--- Extracted records Enclosed Below ---
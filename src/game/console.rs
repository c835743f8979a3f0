//! Line-oriented driver for [`PlaySession`]
use super::params::AnswerTokens;
use super::session::{Answer, Outcome, PlaySession, Prompt, Step};
use crate::errors::GuessError;
use crate::trees::node::Node;
use log::{info, warn};
use std::io::{BufRead, Write};

/// Plays rounds over any line-based input and output, e.g. stdin/stdout or in-memory buffers.
pub struct ConsoleGame<R, W> {
    input: R,
    output: W,
    tokens: AnswerTokens,
    feature_names: Vec<String>,
}

impl<R: BufRead, W: Write> ConsoleGame<R, W> {
    pub fn new(input: R, output: W, tokens: AnswerTokens, feature_names: Vec<String>) -> Self {
        Self {
            input,
            output,
            tokens,
            feature_names,
        }
    }

    pub fn tokens(&self) -> &AnswerTokens {
        &self.tokens
    }

    /// Plays a single round with a fresh session.
    ///
    /// # Errors
    ///
    /// Returns [`GuessError::InputClosed`] if the input ends before the round is over, or an
    /// I/O error from the underlying streams.
    pub fn play_round(&mut self, root: &Node) -> Result<Outcome, GuessError> {
        let mut session = PlaySession::new(root);
        let mut step = session.prompt();
        loop {
            match step {
                Step::Finished(outcome) => {
                    self.report(&outcome)?;
                    return Ok(outcome);
                }
                Step::Pending(Prompt::Question(question)) => {
                    writeln!(self.output, "{}", question.describe(&self.feature_names))?;
                }
                Step::Pending(Prompt::Guess(label)) => {
                    writeln!(self.output, "Predict: {} - did I guess it?", label)?;
                }
            }
            let answer = self.read_answer()?;
            step = session.answer(answer)?;
        }
    }

    /// Plays rounds until the player declines another one or the input ends.
    ///
    /// Returns the number of rounds played.
    pub fn run(&mut self, root: &Node) -> Result<usize, GuessError> {
        let mut rounds = 0;
        loop {
            self.play_round(root)?;
            rounds += 1;

            writeln!(self.output, "Play again?")?;
            let line = match self.read_line() {
                Ok(line) => line,
                Err(GuessError::InputClosed) => break,
                Err(err) => return Err(err),
            };
            if self.tokens.parse(&line) == Some(Answer::No) {
                break;
            }
        }
        info!("Finished after {} round(s)", rounds);
        Ok(rounds)
    }

    pub fn into_inner(self) -> (R, W) {
        (self.input, self.output)
    }

    fn report(&mut self, outcome: &Outcome) -> Result<(), GuessError> {
        match outcome {
            Outcome::Guessed(label) => writeln!(self.output, "Got it, it's {}!", label)?,
            Outcome::Exhausted => {
                writeln!(self.output, "I don't know which one you mean :(")?;
                writeln!(self.output, "One of the answers must have been wrong.")?;
            }
        }
        Ok(())
    }

    fn read_answer(&mut self) -> Result<Answer, GuessError> {
        loop {
            let line = self.read_line()?;
            if let Some(answer) = self.tokens.parse(&line) {
                return Ok(answer);
            }
            warn!("Unrecognised answer {:?}", line.trim());
            writeln!(self.output, "Please answer {}.", self.tokens.hint())?;
        }
    }

    fn read_line(&mut self) -> Result<String, GuessError> {
        self.output.flush()?;
        let mut line = String::new();
        if self.input.read_line(&mut line)? == 0 {
            return Err(GuessError::InputClosed);
        }
        Ok(line)
    }
}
--- End of Enclosed Extracted records ---
Set down exactly the line with "pub fn into_inner(self)" and each line after it up to the end of the records, adding nothing.

    pub fn into_inner(self) -> (R, W) {
        (self.input, self.output)
    }

    fn report(&mut self, outcome: &Outcome) -> Result<(), GuessError> {
        match outcome {
            Outcome::Guessed(label) => writeln!(self.output, "Got it, it's {}!", label)?,
            Outcome::Exhausted => {
                writeln!(self.output, "I don't know which one you mean :(")?;
                writeln!(self.output, "One of the answers must have been wrong.")?;
            }
        }
        Ok(())
    }

    fn read_answer(&mut self) -> Result<Answer, GuessError> {
        loop {
            let line = self.read_line()?;
            if let Some(answer) = self.tokens.parse(&line) {
                return Ok(answer);
            }
            warn!("Unrecognised answer {:?}", line.trim());
            writeln!(self.output, "Please answer {}.", self.tokens.hint())?;
        }
    }

    fn read_line(&mut self) -> Result<String, GuessError> {
        self.output.flush()?;
        let mut line = String::new();
        if self.input.read_line(&mut line)? == 0 {
            return Err(GuessError::InputClosed);
        }
        Ok(line)
    }
}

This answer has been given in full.